Of the 253 households, 30.04% had children under the age of 18 living with them, 47.83% were married couples living together, 11.46% had a female householder with no husband present, 6.32% had a male householder with no wife present, and 34.39% were non-families. 30.43% of all households were made up of individuals, and 11.86% had someone living alone who was 65 years of age or older. The average household size was 2.57 and the average family size was 3.23.

In the city, the population was spread out, with 26.27% under the age of 18, 60.37% ages 18 to 64, and 13.36% age 65 and older. The median age was 38.6 years. 50.54% of the population were females, and 49.46% were males.

The median household income was $34,805, and the median family income was $48,333. Males had a median income of $32,188, versus $30,750 for females. The per capita income for the city was $20,587. About 8.0% of families and 10.8% of the population were below the poverty line, including 6.1% of those under age 18 and 26.4% of those age 65 and over.

===2000 census===
As of the census of 2000, there was a population of 630, with 265 households and 182 families residing in the city. The population density was 639.9 PD/sqmi. There were 280 housing units at an average density of 284.4 /sqmi. The racial makeup of the city was 72.54% White, 23.49% African American, 0.48% Asian, 0.79% from other races, and 2.70% from two or more races. Hispanic or Latino of any race were 1.90% of the population.

There were 265 households, out of which 24.9% had children under the age of 18 living with them, 56.2% were married couples living together, 9.8% had a female householder with no husband present, and 31.3% were non-families. 29.1% of all households were made up of individuals, and 12.5% had someone living alone who was 65 years of age or older. The average household size was 2.38 and the average family size was 2.92.

In the city, the population was spread out, with 22.5% under the age of 18, 8.3% from 18 to 24, 26.7% from 25 to 44, 26.8% from 45 to 64, and 15.7% who were 65 years of age or older. The median age was 39 years. For every 100 females, there were 91.5 males. For every 100 females age 18 and over, there were 88.4 males.

The median income for a household in the city was $33,750, and the median income for a family was $40,781. Males had a median income of $31,389 versus $18,333 for females. The per capita income for the city was $18,586. About 5.7% of families and 8.6% of the population were below the poverty line, including 14.0% of those under age 18 and 12.9% of those age 65 or over.
==Economy==
The city is across the Hiwassee River from a large paper mill operation of Resolute Forest Products in Calhoun, which is a major local employer.
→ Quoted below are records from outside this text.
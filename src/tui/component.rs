use ratatui::Frame;
use ratatui::layout::Rect;

/// A renderable UI piece: the composer, the thread view, the channel bar.
///
/// Components receive external data as props (struct fields set each frame)
/// and may own internal state (buffers, scroll offsets). Persistent state
/// lives in `TuiState`; transient wrappers borrow it per frame.
///
/// `render` takes `&mut self` so a component can maintain presentation
/// state mid-pass — the message list records row geometry for hit testing,
/// the composer places the terminal cursor. This mirrors Ratatui's
/// `StatefulWidget` split without forcing every component into it.
pub trait Component {
    /// Render the component into the given area.
    fn render(&mut self, frame: &mut Frame, area: Rect);
}

/// A component that consumes terminal events and may emit a higher-level
/// one for the event loop to act on (a submitted draft, a chosen tag).
///
/// Returning `None` means the event was either absorbed (a keystroke into
/// a buffer) or ignored; the loop never double-routes an event.
pub trait EventHandler {
    /// The type of high-level event this component emits.
    type Event;

    /// Handle a low-level `TuiEvent` and optionally return a high-level event.
    fn handle_event(&mut self, event: &super::event::TuiEvent) -> Option<Self::Event>;
}
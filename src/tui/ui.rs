//! Frame composition: title, channel bar, thread view, composer, overlays.
//!
//! `draw_ui` also records the geometry the event loop needs for mouse
//! handling (message area, channel-bar hit boxes) on `TuiState`.

use ratatui::Frame;
use ratatui::layout::{Constraint, Layout, Rect};
use ratatui::style::{Color, Modifier, Style};
use ratatui::text::{Line, Span};

use crate::core::state::App;
use crate::tui::TuiState;
use crate::tui::component::Component;
use crate::tui::components::{
    ChannelBar, DeleteConfirm, LoginModal, MessageList, TagModal,
};

pub fn draw_ui(frame: &mut Frame, app: &App, tui: &mut TuiState) {
    use Constraint::{Length, Min};

    let composer_height = tui.composer.calculate_height(frame.area().width);
    let layout = Layout::vertical([Length(1), Length(1), Min(0), Length(composer_height)]);
    let [title_area, channels_area, messages_area, composer_area] = layout.areas(frame.area());

    draw_title(frame, title_area, app);

    let mut bar = ChannelBar::new(&app.catalog, &app.channel);
    bar.render(frame, channels_area);
    tui.channel_hits = bar.label_spans.clone();
    tui.channel_bar_row = channels_area.y;

    let mut list = MessageList::new(&mut tui.message_list, app, tui.pulse_value);
    list.render(frame, messages_area);
    tui.messages_area = messages_area;

    tui.composer.render(frame, composer_area);

    // Overlays, bottom-up: delete confirmation, then the composer detours.
    if let Some(id) = tui.message_list.delete_confirm_target()
        && let Some(state) = tui.message_list.item_states.get(&id)
    {
        DeleteConfirm {
            state,
            pulse: tui.pulse_value,
        }
        .render(frame, frame.area());
    }
    if let Some(ref mut tag_state) = tui.tag_modal {
        TagModal::new(tag_state).render(frame, frame.area());
    }
    if let Some(ref login_state) = tui.login_modal {
        LoginModal::new(login_state).render(frame, frame.area());
    }
}

fn draw_title(frame: &mut Frame, area: Rect, app: &App) {
    let mut spans = vec![Span::styled(
        "Chatter",
        Style::default().add_modifier(Modifier::BOLD),
    )];
    match &app.current_user {
        Some(user) => spans.push(Span::styled(
            format!("  {}", user.name),
            Style::default().fg(Color::Green),
        )),
        None => spans.push(Span::styled(
            "  not signed in",
            Style::default().fg(Color::DarkGray),
        )),
    }
    if !app.status_message.is_empty() {
        spans.push(Span::styled(
            format!("  |  {}", app.status_message),
            Style::default().fg(Color::Gray),
        ));
    }
    spans.push(Span::styled(
        "  |  Tab channel · Ctrl+R refresh · Ctrl+C quit",
        Style::default().fg(Color::DarkGray).add_modifier(Modifier::DIM),
    ));
    frame.render_widget(Line::from(spans), area);
}

/// Convert a mouse position to a content-space y inside the message list,
/// if the position is over it.
pub fn message_content_y(tui: &TuiState, col: u16, row: u16) -> Option<u16> {
    let area = tui.messages_area;
    if col < area.x
        || col >= area.x + area.width
        || row < area.y
        || row >= area.y + area.height
    {
        return None;
    }
    Some(row - area.y + tui.message_list.scroll_state.offset().y)
}
impl MessageItemState {
    /// Begin editing: copies the body into the buffer. Refused for
    /// non-authors (the caller passes the permission check result) and
    /// when already editing.
    pub fn start_edit(&mut self, body: &str, permitted: bool) -> bool {
        if !permitted || self.editing {
            return false;
        }
        self.edit_buffer = body.to_string();
        self.editing = true;
        true
    }

    pub fn cancel_edit(&mut self) {
        self.editing = false;
        self.edit_buffer.clear();
    }

    pub fn request_delete(&mut self) {
        self.delete_confirm_open = true;
    }

    /// Arm the delete. Returns true exactly once per confirmation cycle:
    /// a second confirm while the dispatch is in flight is swallowed.
    pub fn confirm_delete(&mut self) -> bool {
        if !self.delete_confirm_open || self.delete_in_flight {
            return false;
        }
        self.delete_in_flight = true;
        true
    }

    pub fn cancel_delete(&mut self) {
        self.delete_confirm_open = false;
        self.delete_in_flight = false;
    }

    /// Flip the reply input. Closing discards the typed reply.
    /// Returns whether it is now open.
    pub fn toggle_reply(&mut self) -> bool {
        self.reply_open = !self.reply_open;
        if !self.reply_open {
            self.reply_buffer.clear();
        }
        self.reply_open
    }

    /// Keystrokes routed here while this item is being edited.
    pub fn handle_edit_event(&mut self, event: &TuiEvent) -> Option<ItemInputEvent> {
        debug_assert!(self.editing);
        match event {
            TuiEvent::InputChar(c) => {
                self.edit_buffer.push(*c);
                None
            }
            TuiEvent::Paste(text) => {
                self.edit_buffer.push_str(text);
                None
            }
            TuiEvent::Backspace => {
                self.edit_buffer.pop();
                None
            }
            TuiEvent::Submit => {
                // Optimistic: hand the body off and drop the editing state
                // without waiting for the dispatch to resolve.
                let body = std::mem::take(&mut self.edit_buffer);
                self.editing = false;
                Some(ItemInputEvent::SaveEdit(body))
            }
            TuiEvent::Escape => {
                self.cancel_edit();
                Some(ItemInputEvent::CancelEdit)
            }
            _ => None,
        }
    }

    /// Keystrokes routed here while this item's reply input is open.
    pub fn handle_reply_event(&mut self, event: &TuiEvent) -> Option<ItemInputEvent> {
        debug_assert!(self.reply_open);
        match event {
            TuiEvent::InputChar(c) => {
                self.reply_buffer.push(*c);
                None
            }
            TuiEvent::Paste(text) => {
                self.reply_buffer.push_str(text);
                None
            }
            TuiEvent::Backspace => {
                self.reply_buffer.pop();
                None
            }
            TuiEvent::Submit => {
                let body = std::mem::take(&mut self.reply_buffer);
                self.reply_open = false;
                Some(ItemInputEvent::SubmitReply(body))
            }
            TuiEvent::Escape => {
                self.toggle_reply();
                Some(ItemInputEvent::CancelReply)
            }
            _ => None,
        }
    }
}
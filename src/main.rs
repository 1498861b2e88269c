use clap::Parser;
use simplelog::{ConfigBuilder, LevelFilter, WriteLogger};
use std::fs::File;

use chatter::core::config;
use chatter::tui;

#[derive(Parser)]
#[command(name = "chatter", about = "Channel-tagged chat in the terminal")]
struct Args {
    /// Backend base URL (overrides config and CHATTER_BACKEND_URL)
    #[arg(long)]
    backend_url: Option<String>,

    /// Sign in as this user at startup
    #[arg(short, long)]
    user: Option<String>,
}

#[tokio::main]
async fn main() -> std::io::Result<()> {
    let args = Args::parse();
    dotenv::dotenv().ok();

    // Initialize file logger - writes to chatter.log in current directory
    let log_config = ConfigBuilder::new().set_time_format_rfc3339().build();
    if let Ok(log_file) = File::create("chatter.log") {
        let _ = WriteLogger::init(LevelFilter::Debug, log_config, log_file);
    }

    let file_config = config::load_config().map_err(std::io::Error::other)?;
    let resolved = config::resolve(
        &file_config,
        args.backend_url.as_deref(),
        args.user.as_deref(),
    )
    .map_err(std::io::Error::other)?;

    log::info!(
        "Chatter starting up (backend: {})",
        resolved.backend_base_url
    );

    tui::run(resolved)
}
Logging trucks and rail traffic to and from this plant frequently traverse Charleston.

Charleston is the postal address of the international headquarters of the Christian denomination The Church of God, commonly called "The Church of God (Charleston, Tennessee)" to distinguish it from other similarly named denominations. However, the denomination's headquarters are actually located in Cleveland.

Olin Chemical and Lonza, both located on Old Lower River Road in Charleston, make pool chemicals as well as several other products. They employ several hundred people.

GE Lighting (DHL Supply Chain) broke ground right off the interstate in 2007 and employs several hundreds of people, distributing General Electric light bulbs.
An Amazon Fulfillment Center, located off the interstate in Charleston, employs several hundred people.

Germany-based chemical company Wacker Chemie broke ground in 2011 on a new solar-grade polysilicon production facility (550-acre Greenfield site). At a cost of $2 billion, 650 new jobs were generated.

==Arts and culture==
The International Cowpea Festival and Cook-off, commonly referred to as the Cowpea Festival, takes place in Charleston each year of the second Saturday in September.

The Hiwassee River Heritage Center in Charleston, opened in 2013, showcases the history of the Cherokee Nation and Removal in the area. The center was expanded in 2019 to include a portion of the Trail of Tears National Historic Trail.